It’s the start of a new year and I already feel a bit behind in completing my garden and orchard tasks. Too many things cookin’ in the kitchen if you know what I mean. Lately, Hubby and I have been focused on house repair projects that required our attention for a city inspection we had a few short weeks ago. We have another inspection coming up in June and lots more house repair projects as a result, so we’ll need to find a balance between the work needed for the house and the tasks we need to complete in our garden and orchard. No simple job.

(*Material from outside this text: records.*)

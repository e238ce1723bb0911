use std::path::PathBuf;
use std::time::Duration;

use serde::Deserialize;
use tempfile::TempPath;
use tokio_util::sync::CancellationToken;
use tracing::debug;
use tracing::info;
use tracing::warn;
use uuid::Uuid;

use crate::error::Result;
use crate::error::ToolErr;
use crate::exec::ExecRunner;
use crate::exec::RunParams;
use crate::exec::write_script;
use crate::exec_env::env_pairs;
use crate::shell::is_single_token;
use crate::spawn::StdioPolicy;
use crate::spawn::spawn_child_async;

/// Where the generated script is mounted inside the container.
const CONTAINER_SCRIPT_PATH: &str = "/tmp/mcpshell-script.sh";

const CONTAINER_SHELL: &str = "/bin/sh";

const ENGINE_PROBE_TIMEOUT: Duration = Duration::from_secs(3);

const CONTAINER_REMOVE_TIMEOUT: Duration = Duration::from_secs(10);

#[derive(Debug, Clone, Default, Deserialize, PartialEq)]
#[serde(default)]
pub struct DockerOptions {
    /// Image to run. Required.
    pub image: String,
    /// `docker` or `podman`; picked from `PATH` when empty.
    pub engine: String,
    pub allow_networking: bool,
    /// Explicit `--network` value; overrides `allow_networking`.
    pub network: String,
    pub user: String,
    pub workdir: String,
    /// `host:container[:mode]` bind mounts.
    pub mounts: Vec<String>,
    /// Extra arguments passed to `run` verbatim (shell-split).
    pub docker_run_opts: String,
    /// Command run inside the container before the tool command.
    pub prepare_command: String,
    pub memory: String,
    pub memory_reservation: String,
    pub memory_swap: String,
    pub memory_swappiness: Option<i64>,
    pub cap_add: Vec<String>,
    pub cap_drop: Vec<String>,
    pub dns: Vec<String>,
    pub dns_search: Vec<String>,
    pub platform: String,
}

/// Builds the arguments that follow the engine executable, in the order
/// `run --rm --name`, isolation flags, pass-through options, mounts,
/// environment, then image and command.
pub fn build_run_args(
    options: &DockerOptions,
    name: &str,
    extra_mounts: &[String],
    env: &[String],
    command: &[String],
) -> Result<Vec<String>> {
    let mut args = vec![
        "run".to_string(),
        "--rm".to_string(),
        "--name".to_string(),
        name.to_string(),
    ];

    if !options.network.is_empty() {
        args.extend(["--network".to_string(), options.network.clone()]);
    } else if !options.allow_networking {
        args.extend(["--network".to_string(), "none".to_string()]);
    }

    let valued = [
        ("--user", &options.user),
        ("--workdir", &options.workdir),
        ("--memory", &options.memory),
        ("--memory-reservation", &options.memory_reservation),
        ("--memory-swap", &options.memory_swap),
    ];
    for (flag, value) in valued {
        if !value.is_empty() {
            args.extend([flag.to_string(), value.clone()]);
        }
    }
    if let Some(swappiness) = options.memory_swappiness.filter(|s| *s >= 0) {
        args.extend(["--memory-swappiness".to_string(), swappiness.to_string()]);
    }

    let repeated = [
        ("--cap-add", &options.cap_add),
        ("--cap-drop", &options.cap_drop),
        ("--dns", &options.dns),
        ("--dns-search", &options.dns_search),
    ];
    for (flag, values) in repeated {
        for value in values.iter().filter(|v| !v.is_empty()) {
            args.extend([flag.to_string(), value.clone()]);
        }
    }

    if !options.platform.is_empty() {
        args.extend(["--platform".to_string(), options.platform.clone()]);
    }

    if !options.docker_run_opts.trim().is_empty() {
        let extra = shlex::split(&options.docker_run_opts).ok_or_else(|| {
            ToolErr::Config(format!(
                "docker_run_opts is not valid shell syntax: {}",
                options.docker_run_opts
            ))
        })?;
        args.extend(extra);
    }

    for mount in options.mounts.iter().chain(extra_mounts) {
        args.extend(["-v".to_string(), mount.clone()]);
    }

    for (name, value) in env_pairs(env) {
        args.extend(["-e".to_string(), format!("{name}={value}")]);
    }

    args.push(options.image.clone());
    args.extend(command.iter().cloned());
    Ok(args)
}

/// Script body run inside the container in scripted mode.
fn container_script(env: &[String], prepare_command: &str, command: &str) -> String {
    let mut script = String::new();
    for (name, value) in env_pairs(env) {
        let quoted = shlex::try_quote(&value)
            .map(|q| q.into_owned())
            .unwrap_or_else(|_| "''".to_string());
        script.push_str(&format!("export {name}={quoted}\n"));
    }
    if !prepare_command.trim().is_empty() {
        script.push_str(prepare_command.trim());
        script.push('\n');
    }
    script.push_str(command);
    script
}

fn resolve_engine(engine: &str) -> Result<String> {
    match engine.trim() {
        "docker" | "podman" => Ok(engine.trim().to_string()),
        "" => {
            if which::which("docker").is_err() && which::which("podman").is_ok() {
                Ok("podman".to_string())
            } else {
                Ok("docker".to_string())
            }
        }
        other => Err(ToolErr::Config(format!(
            "unsupported container engine '{other}', expected docker or podman"
        ))),
    }
}

/// Runs commands in a throwaway container.
#[derive(Debug, Clone)]
pub struct DockerRunner {
    options: DockerOptions,
    engine: String,
    exec: ExecRunner,
}

impl DockerRunner {
    pub fn new(options: DockerOptions) -> Result<Self> {
        if options.image.trim().is_empty() {
            return Err(ToolErr::Config(
                "docker runner requires the 'image' option".to_string(),
            ));
        }
        let engine = resolve_engine(&options.engine)?;
        Ok(Self {
            options,
            engine,
            exec: ExecRunner::default(),
        })
    }

    pub fn engine(&self) -> &str {
        &self.engine
    }

    /// Requires the engine on `PATH` and a responsive daemon.
    pub async fn check_requirements(&self) -> Result<()> {
        let engine_path = which::which(&self.engine).map_err(|_| {
            ToolErr::UnmetRequirement(format!("{} not found on PATH", self.engine))
        })?;
        if probe_engine(engine_path).await {
            Ok(())
        } else {
            Err(ToolErr::UnmetRequirement(format!(
                "`{} info` failed; is the daemon running?",
                self.engine
            )))
        }
    }

    pub async fn run(&self, cancel: &CancellationToken, params: &RunParams) -> Result<String> {
        if cancel.is_cancelled() {
            return Err(ToolErr::Cancelled);
        }

        let ContainerInvocation { argv, name, script } = self.invocation(params)?;
        let run_string = shlex::try_join(argv.iter().map(String::as_str)).map_err(|e| {
            ToolErr::Config(format!("cannot quote container command: {e}"))
        })?;
        debug!("container run: {run_string}");

        let exec_params = RunParams {
            shell: None,
            command: run_string,
            env: Vec::new(),
            params: params.params.clone(),
            use_tmpfile: false,
            timeout: params.timeout,
        };
        let result = self.exec.run(cancel, &exec_params).await;
        if matches!(result, Err(ToolErr::Cancelled | ToolErr::Timeout(_))) {
            // Killing the client leaves the container running.
            self.remove_container(&name).await;
        }
        drop(script);
        result
    }

    /// Builds the engine command line for one call. A single-token command
    /// with no `prepare_command` runs as the container's command; anything
    /// else is written to a script that is mounted read-only and run by the
    /// container shell.
    pub(crate) fn invocation(&self, params: &RunParams) -> Result<ContainerInvocation> {
        let name = format!("mcpshell-{}", Uuid::new_v4());
        let direct =
            self.options.prepare_command.trim().is_empty() && is_single_token(&params.command);

        let mut script = None;
        let run_args = if direct {
            build_run_args(
                &self.options,
                &name,
                &[],
                &params.env,
                &[params.command.trim().to_string()],
            )?
        } else {
            let shell = params
                .shell
                .as_deref()
                .map(str::trim)
                .filter(|s| !s.is_empty())
                .unwrap_or(CONTAINER_SHELL)
                .to_string();
            let body = container_script(
                &params.env,
                &self.options.prepare_command,
                &params.command,
            );
            let path = write_script(&shell, &body)?;
            let mount = format!("{}:{CONTAINER_SCRIPT_PATH}:ro", path.display());
            let args = build_run_args(
                &self.options,
                &name,
                &[mount],
                &params.env,
                &[shell, CONTAINER_SCRIPT_PATH.to_string()],
            )?;
            script = Some(path);
            args
        };

        let mut argv = vec![self.engine.clone()];
        argv.extend(run_args);
        Ok(ContainerInvocation { argv, name, script })
    }

    /// Force-removes container `name`, stopping it if it is still running.
    async fn remove_container(&self, name: &str) {
        let engine_path =
            which::which(&self.engine).unwrap_or_else(|_| PathBuf::from(&self.engine));
        let args = vec!["rm".to_string(), "-f".to_string(), name.to_string()];
        if run_engine_quietly(engine_path, args, CONTAINER_REMOVE_TIMEOUT).await {
            info!("removed container {name}");
        } else {
            warn!("could not remove container {name}");
        }
    }
}

/// The engine command line for one call. The mounted script, if any, is
/// removed when this value is dropped.
pub(crate) struct ContainerInvocation {
    pub argv: Vec<String>,
    pub name: String,
    pub script: Option<TempPath>,
}

async fn probe_engine(engine_path: PathBuf) -> bool {
    run_engine_quietly(engine_path, vec!["info".to_string()], ENGINE_PROBE_TIMEOUT).await
}

/// Runs the engine with `args` and reports whether it exited successfully
/// within `timeout`.
async fn run_engine_quietly(engine_path: PathBuf, args: Vec<String>, timeout: Duration) -> bool {
    let child = spawn_child_async(
        engine_path,
        args,
        None,
        StdioPolicy::Discard,
        Vec::new(),
    )
    .await;
    let mut child = match child {
        Ok(child) => child,
        Err(e) => {
            info!("container engine failed to start: {e}");
            return false;
        }
    };
    match tokio::time::timeout(timeout, child.wait()).await {
        Ok(Ok(status)) => status.success(),
        Ok(Err(e)) => {
            info!("container engine failed: {e}");
            false
        }
        Err(_) => {
            info!("container engine timed out");
            // kill_on_drop reaps the child
            false
        }
    }
}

That’s where my task checklist and schedule helps. The checklist and schedule are a “guideline” really. In an attempt to keep in step with life’s ebb and flow, both my checklist and schedule are fluid and flexible and can change at a moment’s notice (as is often the case). For this reason, I typically work from a hard copy version that allows me to scribble out notes as I work in my orchard or garden. Then later, I reference the notes and changes I made on my folded dirt smudged hard copy to update my original version on my computer.
January Orchard Tasks
Updated on January 6, 2015
January is definitely a busy month in the orchard. This is the time for pruning and preparing the orchard for the upcoming harvest season. I’ve jotted down some of the tasks that I typically do in my orchard this time of year along with some helpful tips…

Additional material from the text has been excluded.